Hidden away in the entrepreneurial lessons taught in business schools, books and across the internet is a blindingly simple premise to building a successful company now and 100 years ago: solve a problem and solve it well. Despite rapid technological advances in the past century, it’s still those fully grasping this premise who rise to the top.
Look no further than the founders of Modulr, whose three-year CAGR growth of 430.39 per cent secures it second place in the inaugural Accelerate50 awards by Dun & Bradstreet. Though the payments and banking-as-a-service API (application programming interface) platform* has brought excellent innovation to the market, it is its founders’ understanding of a problem that has driven its rapid ascent over the last five years.

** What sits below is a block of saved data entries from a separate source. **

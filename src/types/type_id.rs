//! IEC 60870-5-104 Type Identification.
//!
//! Type identification defines the structure and meaning of information objects.
//! [`TypeId::layout`] is the single table that fixes the element shape and
//! time tag of each type.

use crate::error::CodecError;

/// Shape of the information element that follows each IOA.
#[derive(Debug, Clone, Copy, PartialEq, Eq, Hash)]
pub enum ElementKind {
    /// SIQ
    SinglePoint,
    /// DIQ
    DoublePoint,
    /// VTI + QDS
    StepPosition,
    /// BSI + QDS
    Bitstring,
    /// NVA + QDS
    Normalized,
    /// NVA without quality
    NormalizedNoQuality,
    /// SVA + QDS
    Scaled,
    /// IEEE STD 754 + QDS
    Float,
    /// BCR
    BinaryCounter,
    /// SEP + CP16Time2a
    ProtectionEvent,
    /// SPE + QDP + CP16Time2a
    PackedStartEvents,
    /// OCI + QDP + CP16Time2a
    PackedOutputCircuit,
    /// SCD + QDS
    PackedSinglePoint,
    /// SCO
    SingleCommand,
    /// DCO
    DoubleCommand,
    /// RCO
    RegulatingStep,
    /// NVA + QOS
    SetpointNormalized,
    /// SVA + QOS
    SetpointScaled,
    /// IEEE STD 754 + QOS
    SetpointFloat,
    /// BSI
    BitstringCommand,
    /// COI
    EndOfInit,
    /// QOI
    Interrogation,
    /// QCC
    CounterInterrogation,
    /// No element, IOA only
    Read,
    /// CP56Time2a
    ClockSync,
    /// FBP
    TestCommand,
    /// QRP
    ResetProcess,
    /// CP16Time2a
    DelayAcquisition,
    /// TSC
    TestCommandCounter,
    /// NVA + QPM
    ParameterNormalized,
    /// SVA + QPM
    ParameterScaled,
    /// IEEE STD 754 + QPM
    ParameterFloat,
    /// QPA
    ParameterActivation,
}

/// Time tag trailing each information element.
#[derive(Debug, Clone, Copy, PartialEq, Eq, Hash)]
pub enum TimeTagKind {
    /// No time tag
    None,
    /// Three octet binary time
    Cp24,
    /// Seven octet binary time
    Cp56,
}

impl TimeTagKind {
    /// Encoded size in bytes.
    #[inline]
    pub const fn size(self) -> usize {
        match self {
            Self::None => 0,
            Self::Cp24 => 3,
            Self::Cp56 => 7,
        }
    }
}

macro_rules! type_ids {
    ($( $(#[$doc:meta])* $name:ident = $code:literal, $std:literal, $kind:ident, $tag:ident; )*) => {
        /// IEC 60870-5-104 Type Identification.
        ///
        /// Defines the type of information contained in an ASDU.
        #[derive(Debug, Clone, Copy, PartialEq, Eq, Hash)]
        #[repr(u8)]
        pub enum TypeId {
            $( $(#[$doc])* $name = $code, )*
        }

        impl TypeId {
            /// Every supported type identification, in ascending order.
            pub const ALL: &'static [TypeId] = &[$( Self::$name, )*];

            /// Create TypeId from raw byte value.
            #[inline]
            pub fn from_u8(value: u8) -> Result<Self, CodecError> {
                match value {
                    $( $code => Ok(Self::$name), )*
                    _ => Err(CodecError::UnknownType(value)),
                }
            }

            /// Get the IEC standard name (e.g., "M_SP_NA_1").
            #[inline]
            pub const fn standard_name(&self) -> &'static str {
                match self {
                    $( Self::$name => $std, )*
                }
            }

            /// Element shape and time tag carried by each information object.
            #[inline]
            pub const fn layout(&self) -> (ElementKind, TimeTagKind) {
                match self {
                    $( Self::$name => (ElementKind::$kind, TimeTagKind::$tag), )*
                }
            }
        }
    };
}

type_ids! {
    // Process information in monitoring direction
    /// Single-point information (M_SP_NA_1)
    SinglePoint = 1, "M_SP_NA_1", SinglePoint, None;
    /// Single-point information with time tag (M_SP_TA_1)
    SinglePointTime24 = 2, "M_SP_TA_1", SinglePoint, Cp24;
    /// Double-point information (M_DP_NA_1)
    DoublePoint = 3, "M_DP_NA_1", DoublePoint, None;
    /// Double-point information with time tag (M_DP_TA_1)
    DoublePointTime24 = 4, "M_DP_TA_1", DoublePoint, Cp24;
    /// Step position information (M_ST_NA_1)
    StepPosition = 5, "M_ST_NA_1", StepPosition, None;
    /// Step position information with time tag (M_ST_TA_1)
    StepPositionTime24 = 6, "M_ST_TA_1", StepPosition, Cp24;
    /// Bitstring of 32 bit (M_BO_NA_1)
    Bitstring32 = 7, "M_BO_NA_1", Bitstring, None;
    /// Bitstring of 32 bit with time tag (M_BO_TA_1)
    Bitstring32Time24 = 8, "M_BO_TA_1", Bitstring, Cp24;
    /// Measured value, normalized (M_ME_NA_1)
    MeasuredNormalized = 9, "M_ME_NA_1", Normalized, None;
    /// Measured value, normalized with time tag (M_ME_TA_1)
    MeasuredNormalizedTime24 = 10, "M_ME_TA_1", Normalized, Cp24;
    /// Measured value, scaled (M_ME_NB_1)
    MeasuredScaled = 11, "M_ME_NB_1", Scaled, None;
    /// Measured value, scaled with time tag (M_ME_TB_1)
    MeasuredScaledTime24 = 12, "M_ME_TB_1", Scaled, Cp24;
    /// Measured value, short floating point (M_ME_NC_1)
    MeasuredFloat = 13, "M_ME_NC_1", Float, None;
    /// Measured value, short floating point with time tag (M_ME_TC_1)
    MeasuredFloatTime24 = 14, "M_ME_TC_1", Float, Cp24;
    /// Integrated totals (M_IT_NA_1)
    IntegratedTotals = 15, "M_IT_NA_1", BinaryCounter, None;
    /// Integrated totals with time tag (M_IT_TA_1)
    IntegratedTotalsTime24 = 16, "M_IT_TA_1", BinaryCounter, Cp24;
    /// Event of protection equipment with time tag (M_EP_TA_1)
    ProtectionEventTime24 = 17, "M_EP_TA_1", ProtectionEvent, Cp24;
    /// Packed start events of protection equipment with time tag (M_EP_TB_1)
    PackedStartEventsTime24 = 18, "M_EP_TB_1", PackedStartEvents, Cp24;
    /// Packed output circuit information with time tag (M_EP_TC_1)
    PackedOutputCircuitTime24 = 19, "M_EP_TC_1", PackedOutputCircuit, Cp24;
    /// Packed single-point information with status change detection (M_PS_NA_1)
    PackedSinglePoint = 20, "M_PS_NA_1", PackedSinglePoint, None;
    /// Measured value, normalized without quality descriptor (M_ME_ND_1)
    MeasuredNormalizedNoQuality = 21, "M_ME_ND_1", NormalizedNoQuality, None;
    /// Single-point information with time tag CP56Time2a (M_SP_TB_1)
    SinglePointTime56 = 30, "M_SP_TB_1", SinglePoint, Cp56;
    /// Double-point information with time tag CP56Time2a (M_DP_TB_1)
    DoublePointTime56 = 31, "M_DP_TB_1", DoublePoint, Cp56;
    /// Step position information with time tag CP56Time2a (M_ST_TB_1)
    StepPositionTime56 = 32, "M_ST_TB_1", StepPosition, Cp56;
    /// Bitstring of 32 bit with time tag CP56Time2a (M_BO_TB_1)
    Bitstring32Time56 = 33, "M_BO_TB_1", Bitstring, Cp56;
    /// Measured value, normalized with time tag CP56Time2a (M_ME_TD_1)
    MeasuredNormalizedTime56 = 34, "M_ME_TD_1", Normalized, Cp56;
    /// Measured value, scaled with time tag CP56Time2a (M_ME_TE_1)
    MeasuredScaledTime56 = 35, "M_ME_TE_1", Scaled, Cp56;
    /// Measured value, short floating point with time tag CP56Time2a (M_ME_TF_1)
    MeasuredFloatTime56 = 36, "M_ME_TF_1", Float, Cp56;
    /// Integrated totals with time tag CP56Time2a (M_IT_TB_1)
    IntegratedTotalsTime56 = 37, "M_IT_TB_1", BinaryCounter, Cp56;
    /// Event of protection equipment with time tag CP56Time2a (M_EP_TD_1)
    ProtectionEventTime56 = 38, "M_EP_TD_1", ProtectionEvent, Cp56;
    /// Packed start events of protection equipment with time tag CP56Time2a (M_EP_TE_1)
    PackedStartEventsTime56 = 39, "M_EP_TE_1", PackedStartEvents, Cp56;
    /// Packed output circuit information with time tag CP56Time2a (M_EP_TF_1)
    PackedOutputCircuitTime56 = 40, "M_EP_TF_1", PackedOutputCircuit, Cp56;

    // Process information in control direction
    /// Single command (C_SC_NA_1)
    SingleCommand = 45, "C_SC_NA_1", SingleCommand, None;
    /// Double command (C_DC_NA_1)
    DoubleCommand = 46, "C_DC_NA_1", DoubleCommand, None;
    /// Regulating step command (C_RC_NA_1)
    RegulatingStep = 47, "C_RC_NA_1", RegulatingStep, None;
    /// Set-point command, normalized (C_SE_NA_1)
    SetpointNormalized = 48, "C_SE_NA_1", SetpointNormalized, None;
    /// Set-point command, scaled (C_SE_NB_1)
    SetpointScaled = 49, "C_SE_NB_1", SetpointScaled, None;
    /// Set-point command, short floating point (C_SE_NC_1)
    SetpointFloat = 50, "C_SE_NC_1", SetpointFloat, None;
    /// Bitstring of 32 bit command (C_BO_NA_1)
    Bitstring32Command = 51, "C_BO_NA_1", BitstringCommand, None;
    /// Single command with time tag CP56Time2a (C_SC_TA_1)
    SingleCommandTime56 = 58, "C_SC_TA_1", SingleCommand, Cp56;
    /// Double command with time tag CP56Time2a (C_DC_TA_1)
    DoubleCommandTime56 = 59, "C_DC_TA_1", DoubleCommand, Cp56;
    /// Regulating step command with time tag CP56Time2a (C_RC_TA_1)
    RegulatingStepTime56 = 60, "C_RC_TA_1", RegulatingStep, Cp56;
    /// Set-point command, normalized with time tag CP56Time2a (C_SE_TA_1)
    SetpointNormalizedTime56 = 61, "C_SE_TA_1", SetpointNormalized, Cp56;
    /// Set-point command, scaled with time tag CP56Time2a (C_SE_TB_1)
    SetpointScaledTime56 = 62, "C_SE_TB_1", SetpointScaled, Cp56;
    /// Set-point command, short floating point with time tag CP56Time2a (C_SE_TC_1)
    SetpointFloatTime56 = 63, "C_SE_TC_1", SetpointFloat, Cp56;
    /// Bitstring of 32 bit command with time tag CP56Time2a (C_BO_TA_1)
    Bitstring32CommandTime56 = 64, "C_BO_TA_1", BitstringCommand, Cp56;

    // System information in monitoring direction
    /// End of initialization (M_EI_NA_1)
    EndOfInit = 70, "M_EI_NA_1", EndOfInit, None;

    // System information in control direction
    /// Interrogation command (C_IC_NA_1)
    InterrogationCommand = 100, "C_IC_NA_1", Interrogation, None;
    /// Counter interrogation command (C_CI_NA_1)
    CounterInterrogation = 101, "C_CI_NA_1", CounterInterrogation, None;
    /// Read command (C_RD_NA_1)
    ReadCommand = 102, "C_RD_NA_1", Read, None;
    /// Clock synchronization command (C_CS_NA_1)
    ClockSync = 103, "C_CS_NA_1", ClockSync, None;
    /// Test command (C_TS_NA_1)
    TestCommand = 104, "C_TS_NA_1", TestCommand, None;
    /// Reset process command (C_RP_NA_1)
    ResetProcess = 105, "C_RP_NA_1", ResetProcess, None;
    /// Delay acquisition command (C_CD_NA_1)
    DelayAcquisition = 106, "C_CD_NA_1", DelayAcquisition, None;
    /// Test command with time tag CP56Time2a (C_TS_TA_1)
    TestCommandTime56 = 107, "C_TS_TA_1", TestCommandCounter, Cp56;

    // Parameter in control direction
    /// Parameter of measured value, normalized (P_ME_NA_1)
    ParameterNormalized = 110, "P_ME_NA_1", ParameterNormalized, None;
    /// Parameter of measured value, scaled (P_ME_NB_1)
    ParameterScaled = 111, "P_ME_NB_1", ParameterScaled, None;
    /// Parameter of measured value, short floating point (P_ME_NC_1)
    ParameterFloat = 112, "P_ME_NC_1", ParameterFloat, None;
    /// Parameter activation (P_AC_NA_1)
    ParameterActivation = 113, "P_AC_NA_1", ParameterActivation, None;
}

impl TypeId {
    /// Convert to raw byte value.
    #[inline]
    pub const fn as_u8(self) -> u8 {
        self as u8
    }

    /// Check if this type is in the monitoring direction (from RTU to master).
    #[inline]
    pub const fn is_monitoring(&self) -> bool {
        matches!(self.as_u8(), 1..=44 | 70)
    }

    /// Check if this type is in the control direction (from master to RTU).
    #[inline]
    pub const fn is_control(&self) -> bool {
        matches!(self.as_u8(), 45..=69 | 100..=113)
    }

    /// Check if this type contains a time tag.
    #[inline]
    pub const fn has_time_tag(&self) -> bool {
        !matches!(self.layout().1, TimeTagKind::None)
    }

    /// Element kind carried by this type.
    #[inline]
    pub const fn element_kind(&self) -> ElementKind {
        self.layout().0
    }

    /// Time tag carried by this type.
    #[inline]
    pub const fn time_tag(&self) -> TimeTagKind {
        self.layout().1
    }
}

impl std::fmt::Display for TypeId {
    fn fmt(&self, f: &mut std::fmt::Formatter<'_>) -> std::fmt::Result {
        write!(f, "{}", self.standard_name())
    }
}

#[cfg(test)]
mod tests {
    use super::*;

    #[test]
    fn test_type_id_from_u8() {
        assert_eq!(TypeId::from_u8(1).unwrap(), TypeId::SinglePoint);
        assert_eq!(TypeId::from_u8(13).unwrap(), TypeId::MeasuredFloat);
        assert_eq!(TypeId::from_u8(100).unwrap(), TypeId::InterrogationCommand);
        assert_eq!(TypeId::from_u8(255), Err(CodecError::UnknownType(255)));
    }

    #[test]
    fn test_type_id_table_size() {
        assert_eq!(TypeId::ALL.len(), 59);
        for window in TypeId::ALL.windows(2) {
            assert!(window[0].as_u8() < window[1].as_u8());
        }
    }

    #[test]
    fn test_type_id_all_values_roundtrip() {
        for &type_id in TypeId::ALL {
            assert_eq!(TypeId::from_u8(type_id.as_u8()).unwrap(), type_id);
        }
    }

    #[test]
    fn test_type_id_invalid_values() {
        let invalid_values = [0, 22, 29, 41, 44, 52, 57, 65, 71, 99, 108, 109, 114, 120, 127, 200, 255];

        for val in invalid_values {
            assert!(TypeId::from_u8(val).is_err(), "Expected error for TypeId value {}", val);
        }
    }

    #[test]
    fn test_type_id_direction() {
        assert!(TypeId::SinglePoint.is_monitoring());
        assert!(!TypeId::SinglePoint.is_control());
        assert!(TypeId::EndOfInit.is_monitoring());
        assert!(TypeId::PackedOutputCircuitTime56.is_monitoring());

        assert!(TypeId::SingleCommand.is_control());
        assert!(TypeId::InterrogationCommand.is_control());
        assert!(TypeId::ParameterActivation.is_control());
    }

    #[test]
    fn test_type_id_time_tag() {
        assert!(!TypeId::SinglePoint.has_time_tag());
        assert!(TypeId::SinglePointTime24.has_time_tag());
        assert!(TypeId::MeasuredFloatTime56.has_time_tag());
        assert!(TypeId::TestCommandTime56.has_time_tag());
        // C_CS_NA_1 carries its time as the element itself
        assert!(!TypeId::ClockSync.has_time_tag());
        assert_eq!(TypeId::ProtectionEventTime24.time_tag(), TimeTagKind::Cp24);
        assert_eq!(TypeId::IntegratedTotalsTime56.time_tag(), TimeTagKind::Cp56);
    }

    #[test]
    fn test_type_id_layout() {
        assert_eq!(
            TypeId::MeasuredNormalizedNoQuality.layout(),
            (ElementKind::NormalizedNoQuality, TimeTagKind::None)
        );
        assert_eq!(
            TypeId::PackedStartEventsTime56.layout(),
            (ElementKind::PackedStartEvents, TimeTagKind::Cp56)
        );
        assert_eq!(TypeId::ReadCommand.element_kind(), ElementKind::Read);
        assert_eq!(TypeId::ParameterFloat.element_kind(), ElementKind::ParameterFloat);
    }

    #[test]
    fn test_type_id_standard_name() {
        assert_eq!(TypeId::SinglePoint.standard_name(), "M_SP_NA_1");
        assert_eq!(TypeId::MeasuredFloat.standard_name(), "M_ME_NC_1");
        assert_eq!(TypeId::SingleCommand.standard_name(), "C_SC_NA_1");
        assert_eq!(TypeId::DelayAcquisition.standard_name(), "C_CD_NA_1");
        assert_eq!(TypeId::ParameterActivation.standard_name(), "P_AC_NA_1");
    }

    #[test]
    fn test_type_id_display() {
        assert_eq!(format!("{}", TypeId::SinglePoint), "M_SP_NA_1");
        assert_eq!(format!("{}", TypeId::InterrogationCommand), "C_IC_NA_1");
    }

    #[test]
    fn test_type_id_numeric_values() {
        assert_eq!(TypeId::SinglePoint.as_u8(), 1);
        assert_eq!(TypeId::MeasuredNormalizedNoQuality.as_u8(), 21);
        assert_eq!(TypeId::SinglePointTime56.as_u8(), 30);
        assert_eq!(TypeId::Bitstring32CommandTime56.as_u8(), 64);
        assert_eq!(TypeId::EndOfInit.as_u8(), 70);
        assert_eq!(TypeId::TestCommandTime56.as_u8(), 107);
        assert_eq!(TypeId::ParameterActivation.as_u8(), 113);
    }
}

The idea was born in 2015 in light of direct experiences felt in the payments sector by chief executive Myles Stephenson and his fellow founders, some of whom had previously built CorporatePay, which was sold to US payment processing firm WEX in 2012. Through that journey, they faced significant challenges in getting access to transactional banking services, both from a contract relationship standpoint and interacting with technology.
“It was almost impossible,” says Stephenson. “At times, there was a closed door for accessing the services and, even if we could get through that door, we couldn’t build what we wanted in the way we wanted, requiring a lot of workarounds. It was clearly broken and we realised if we were having problems, knowing payments as we did, it must be even worse for the broader market. We knew it was a problem we could solve.”
The weight of the problem was complemented by the scale of the opportunity. Having pioneered virtual cards that enable companies to pay suppliers in the travel industry at CorporatePay, supported by APIs, tokenisation and reconciliation controls, Stephenson and his colleagues noticed growing demand among clients to replicate the experience for the broader banking and commercial transaction market, which is five times the size of the consumer market, yet had lagged behind when it came to innovation.
“They were asking us to do the same for bank-to-bank payments, account payments and international payments,” Stephenson adds. “We thought that sounds like a good idea, particularly when we saw, even in sectors and clients with the most adoption of those services, we were typically only serving 20 per cent or less of their payment volume, much less in other industries. We were leaving 80 per cent of the opportunity on the table and probably up to 95 per cent of the opportunity in other industries.”
To resolve the widespread frustration across sectors, Modulr got to work in 2015 creating a digital alternative to commercial and wholesale transaction banking, providing digital businesses with a scalable and efficient payments infrastructure. Partners of Modulr, meanwhile, are given the ability to embed payments, rather than resell third-party solutions, so they can offer sector-specific innovative solutions, ultimately improving their customer experience and scaling their own propositions.
Modulr’s platform delivers automated payouts and simplified pay-ins, and its API integrates accounts into any platform, so businesses can easily launch new payment services. In just five years, it has processed £50-billion worth of payments through its platform on behalf of customers and partners, ranging from other fast-growth startups, such as Revolut and iwoca, which have been able to scale faster thanks to Modulr’s infrastructure, to established enterprises like Sage, and recently signed QuickBooks, allowing smaller business and accounting users to pay out on time 24/7, while improving visibility and eliminating manual processes.
Having focused predominantly on the UK so far, targeting different market verticals, Modulr is now looking to further accelerate its growth in three measured steps. The first is leveraging the rapid acceleration of digital transformation across multiple sectors to spread its services even further in the UK. The second, having spent considerable time last year getting regulated in Ireland, is to expand into Europe. Finally, there is a significant opportunity to take its in-demand solution further afield.
“We believe every software company can become a payment company by embedding our services in it,” says Stephenson. “You can apply it to so many markets. As industries continue to digitally transform, the opportunity to embed payments opens up. It used to be that businesses would just go to their bank for payments, but we see a bold world where they connect their software directly into payment rails and financial services. There are still so many areas that are untouched, but we’re seeing a global shift towards embedded payments really start to emerge.”
Anybody can start a business, but really scaling the company is far more challenging. Modulr has achieved this rarity and faster than nearly every other UK startup over the last three years, by constantly referring back to the problems its customers face and the solutions they require to fuel growth. Though such insights are now principally powered by data, Modulr’s mission to enable companies to experience payments how they want is fuelled by the painpoints its founders felt running digital businesses in the past.
“It goes full cycle back to why we started the business, which is to provide the flexibility and opportunity to integrate payments into customer journeys and flows, so people can do things in a really frictionless way,” Stephenson concludes.
“We see that continuing to grow and evolve as customer experiences continue to change. We were fortunate enough to experience our customers’ painpoints directly and know how to build a unique solution, and we’re dedicated to advancing that even further. There are still many cases where it doesn’t happen, so we will continue to improve the payments experience to ensure money flows efficiently through businesses and the economy.”